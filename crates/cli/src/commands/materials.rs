use std::path::PathBuf;

use quarry_core::SupplierCatalog;

pub fn run(config_path: Option<PathBuf>) -> anyhow::Result<()> {
    let (_config, catalog, _service) = super::build_service(config_path)?;

    for material_id in catalog.materials() {
        let suppliers = catalog.list_suppliers(&material_id)?;
        let stocked = suppliers.iter().filter(|s| s.stock_tons > 0.0).count();
        println!(
            "{:<12} {} suppliers ({} with stock)",
            material_id.0,
            suppliers.len(),
            stocked
        );
    }
    Ok(())
}
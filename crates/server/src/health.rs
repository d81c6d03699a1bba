use std::sync::Arc;

use axum::extract::State;
use axum::http::StatusCode;
use axum::routing::get;
use axum::{Json, Router};
use chrono::Utc;
use quarry_core::cache::CacheStats;
use quarry_core::MatchService;
use serde::Serialize;

#[derive(Clone)]
pub struct HealthState {
    service: Arc<MatchService>,
}

#[derive(Clone, Debug, PartialEq, Eq, Serialize)]
pub struct HealthCheck {
    pub status: &'static str,
    pub detail: String,
}

#[derive(Clone, Debug, PartialEq, Serialize)]
pub struct HealthResponse {
    pub status: &'static str,
    pub service: HealthCheck,
    pub catalog: HealthCheck,
    pub cache: CacheStats,
    pub checked_at: String,
}

pub fn router(service: Arc<MatchService>) -> Router {
    Router::new().route("/health", get(health)).with_state(HealthState { service })
}

pub async fn health(State(state): State<HealthState>) -> (StatusCode, Json<HealthResponse>) {
    let materials = state.service.materials();
    let catalog = if materials.is_empty() {
        HealthCheck { status: "degraded", detail: "no supplier data loaded".to_owned() }
    } else {
        HealthCheck {
            status: "ready",
            detail: format!("{} materials loaded", materials.len()),
        }
    };
    let ready = catalog.status == "ready";

    let payload = HealthResponse {
        status: if ready { "ready" } else { "degraded" },
        service: HealthCheck {
            status: "ready",
            detail: "quarry-server runtime initialized".to_owned(),
        },
        catalog,
        cache: state.service.cache_stats(),
        checked_at: Utc::now().to_rfc3339(),
    };

    let status_code = if ready { StatusCode::OK } else { StatusCode::SERVICE_UNAVAILABLE };
    (status_code, Json(payload))
}
use serde::{Deserialize, Serialize};

use crate::domain::supplier::SupplierId;

/// One supplier's share of a fulfillment plan.
#[derive(Clone, Debug, PartialEq, Serialize, Deserialize)]
pub struct Allocation {
    pub supplier_id: SupplierId,
    pub allocated_tons: f64,
    pub estimated_cost: f64,
}

/// Allocation of a requested quantity across ranked suppliers.
///
/// Invariants: each allocation stays within its supplier's stock, suppliers
/// appear in ranked order, and no supplier appears twice. When total stock
/// cannot cover the request the plan sums to the available stock and
/// `fulfilled` is false; an under-covered request is a signaled condition on
/// the plan, never an error.
#[derive(Clone, Debug, PartialEq, Serialize, Deserialize)]
pub struct FulfillmentPlan {
    pub requested_tons: f64,
    pub allocations: Vec<Allocation>,
    pub fulfilled: bool,
}

impl FulfillmentPlan {
    pub fn allocated_tons(&self) -> f64 {
        self.allocations.iter().map(|allocation| allocation.allocated_tons).sum()
    }

    pub fn shortfall_tons(&self) -> f64 {
        (self.requested_tons - self.allocated_tons()).max(0.0)
    }

    /// True when fulfillment is split across more than one supplier.
    pub fn is_split(&self) -> bool {
        self.allocations.len() > 1
    }
}
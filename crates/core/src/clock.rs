use std::sync::{Arc, Mutex};

use chrono::{DateTime, Duration, Utc};

/// Source of the current time for cache expiry, quote validity windows, and
/// provenance stamps. Injected so TTL behavior is testable without sleeping.
pub trait Clock: Send + Sync {
    fn now(&self) -> DateTime<Utc>;
}

#[derive(Clone, Copy, Debug, Default)]
pub struct SystemClock;

impl Clock for SystemClock {
    fn now(&self) -> DateTime<Utc> {
        Utc::now()
    }
}

/// Manually advanced clock for tests.
#[derive(Clone, Debug)]
pub struct ManualClock {
    now: Arc<Mutex<DateTime<Utc>>>,
}

impl ManualClock {
    pub fn new(start: DateTime<Utc>) -> Self {
        Self { now: Arc::new(Mutex::new(start)) }
    }

    pub fn advance(&self, delta: Duration) {
        let mut now = match self.now.lock() {
            Ok(now) => now,
            Err(poisoned) => poisoned.into_inner(),
        };
        *now = *now + delta;
    }
}

impl Clock for ManualClock {
    fn now(&self) -> DateTime<Utc> {
        match self.now.lock() {
            Ok(now) => *now,
            Err(poisoned) => *poisoned.into_inner(),
        }
    }
}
━━━━━━
** What is expected **
Set down the listing above in its entirety, exactly as written.

** Solution for this exercise **
filename crates/cli/src/commands/materials.rs
use std::path::PathBuf;

use quarry_core::SupplierCatalog;

pub fn run(config_path: Option<PathBuf>) -> anyhow::Result<()> {
    let (_config, catalog, _service) = super::build_service(config_path)?;

    for material_id in catalog.materials() {
        let suppliers = catalog.list_suppliers(&material_id)?;
        let stocked = suppliers.iter().filter(|s| s.stock_tons > 0.0).count();
        println!(
            "{:<12} {} suppliers ({} with stock)",
            material_id.0,
            suppliers.len(),
            stocked
        );
    }
    Ok(())
}
filename crates/server/src/health.rs
repository d81c6d03699a1bba
use std::sync::Arc;

use axum::extract::State;
use axum::http::StatusCode;
use axum::routing::get;
use axum::{Json, Router};
use chrono::Utc;
use quarry_core::cache::CacheStats;
use quarry_core::MatchService;
use serde::Serialize;

#[derive(Clone)]
pub struct HealthState {
    service: Arc<MatchService>,
}

#[derive(Clone, Debug, PartialEq, Eq, Serialize)]
pub struct HealthCheck {
    pub status: &'static str,
    pub detail: String,
}

#[derive(Clone, Debug, PartialEq, Serialize)]
pub struct HealthResponse {
    pub status: &'static str,
    pub service: HealthCheck,
    pub catalog: HealthCheck,
    pub cache: CacheStats,
    pub checked_at: String,
}

pub fn router(service: Arc<MatchService>) -> Router {
    Router::new().route("/health", get(health)).with_state(HealthState { service })
}

pub async fn health(State(state): State<HealthState>) -> (StatusCode, Json<HealthResponse>) {
    let materials = state.service.materials();
    let catalog = if materials.is_empty() {
        HealthCheck { status: "degraded", detail: "no supplier data loaded".to_owned() }
    } else {
        HealthCheck {
            status: "ready",
            detail: format!("{} materials loaded", materials.len()),
        }
    };
    let ready = catalog.status == "ready";

    let payload = HealthResponse {
        status: if ready { "ready" } else { "degraded" },
        service: HealthCheck {
            status: "ready",
            detail: "quarry-server runtime initialized".to_owned(),
        },
        catalog,
        cache: state.service.cache_stats(),
        checked_at: Utc::now().to_rfc3339(),
    };

    let status_code = if ready { StatusCode::OK } else { StatusCode::SERVICE_UNAVAILABLE };
    (status_code, Json(payload))
}
use serde::{Deserialize, Serialize};

use crate::domain::supplier::SupplierId;

/// One supplier's share of a fulfillment plan.
#[derive(Clone, Debug, PartialEq, Serialize, Deserialize)]
pub struct Allocation {
    pub supplier_id: SupplierId,
    pub allocated_tons: f64,
    pub estimated_cost: f64,
}

/// Allocation of a requested quantity across ranked suppliers.
///
/// Invariants: each allocation stays within its supplier's stock, suppliers
/// appear in ranked order, and no supplier appears twice. When total stock
/// cannot cover the request the plan sums to the available stock and
/// `fulfilled` is false; an under-covered request is a signaled condition on
/// the plan, never an error.
#[derive(Clone, Debug, PartialEq, Serialize, Deserialize)]
pub struct FulfillmentPlan {
    pub requested_tons: f64,
    pub allocations: Vec<Allocation>,
    pub fulfilled: bool,
}

impl FulfillmentPlan {
    pub fn allocated_tons(&self) -> f64 {
        self.allocations.iter().map(|allocation| allocation.allocated_tons).sum()
    }

    pub fn shortfall_tons(&self) -> f64 {
        (self.requested_tons - self.allocated_tons()).max(0.0)
    }

    /// True when fulfillment is split across more than one supplier.
    pub fn is_split(&self) -> bool {
        self.allocations.len() > 1
    }
}
filename crates/core/src/clock.rs
use std::sync::{Arc, Mutex};

use chrono::{DateTime, Duration, Utc};

/// Source of the current time for cache expiry, quote validity windows, and
/// provenance stamps. Injected so TTL behavior is testable without sleeping.
pub trait Clock: Send + Sync {
    fn now(&self) -> DateTime<Utc>;
}

#[derive(Clone, Copy, Debug, Default)]
pub struct SystemClock;

impl Clock for SystemClock {
    fn now(&self) -> DateTime<Utc> {
        Utc::now()
    }
}

/// Manually advanced clock for tests.
#[derive(Clone, Debug)]
pub struct ManualClock {
    now: Arc<Mutex<DateTime<Utc>>>,
}

impl ManualClock {
    pub fn new(start: DateTime<Utc>) -> Self {
        Self { now: Arc::new(Mutex::new(start)) }
    }

    pub fn advance(&self, delta: Duration) {
        let mut now = match self.now.lock() {
            Ok(now) => now,
            Err(poisoned) => poisoned.into_inner(),
        };
        *now = *now + delta;
    }
}

impl Clock for ManualClock {
    fn now(&self) -> DateTime<Utc> {
        match self.now.lock() {
            Ok(now) => *now,
            Err(poisoned) => *poisoned.into_inner(),
        }
    }
}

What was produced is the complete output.